In newly-diagnosed patients, the mean LV ejection fraction was 67 ± 10% (range 47–88%; normal range 57–81%); Of these patients, 20% (n = 4/20) had mild global LV dysfunction (EF 47–56%). A significant proportion (65%, n = 13/20) demonstrated scarring, all with a non-ischaemic pattern (midwall/subepicardial/patchy), but the areas were small (<10% myocardium); no patient had myocardial infarction (subendocardial scarring). One patient demonstrated global myocardial oedema with normal EF. All LV dysfunction or oedema were reversible and normalised at postoperative follow-up.

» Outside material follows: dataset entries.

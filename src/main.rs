//! # Command Line Interface
//!
//! The command tree is in `cli.rs`, the subcommands are in the `commands` module.

use env_logger;
#[cfg(windows)]
use colored;
use acornkit::commands;
use acornkit::cli;

fn main() -> Result<(),Box<dyn std::error::Error>>
{
    env_logger::Builder::from_env(env_logger::Env::default().default_filter_or("warn")).init();
    #[cfg(windows)]
    colored::control::set_virtual_terminal(true).unwrap();
    let matches = cli::build_cli().get_matches();

    if let Some(cmd) = matches.subcommand_matches("tokenize") {
        return commands::langx::tokenize(cmd);
    }
    if let Some(cmd) = matches.subcommand_matches("detokenize") {
        return commands::langx::detokenize(cmd);
    }
    if let Some(cmd) = matches.subcommand_matches("keywords") {
        return commands::langx::keywords(cmd);
    }
    if let Some(cmd) = matches.subcommand_matches("pack") {
        return commands::tape::pack(cmd);
    }
    if let Some(cmd) = matches.subcommand_matches("unpack") {
        return commands::tape::unpack(cmd);
    }
    if let Some(cmd) = matches.subcommand_matches("blocks") {
        return commands::tape::blocks(cmd);
    }

    log::error!("No subcommand was found, try `acornkit --help`");
    return Err(Box::new(commands::CommandError::InvalidCommand));
}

Previously-diagnosed patients had a slightly higher EF of 73 ± 7% (56–86%) compared to newly-diagnosed patients (P < 0.03); only one (3%) had mild global LV dysfunction (EF = 56%). Compared to newly-diagnosed patients, a significantly smaller proportion of previously-diagnosed patients (17% vs. 65%; P < 0.001) demonstrated areas of scarring, which again were small in areas with a non-ischaemic pattern, except for one patient who suffered a small myocardial infarction.

Conclusions

Cardiac abnormalities are common in patients newly-diagnosed with phaeochromocytoma, and include mild LV dysfunction, myocardial oedema and small areas of non-ischaemic scarring, with the former two demonstrating full reversibility and normalisation post surgical resection of the phaeochromocytoma. In patients who had previously undergone curative surgical resection of their phaeochromocytoma, the incidence of cardiac abnormalities is lower (17%), predominantly consisting of small areas of non-ischaemic fibrosis.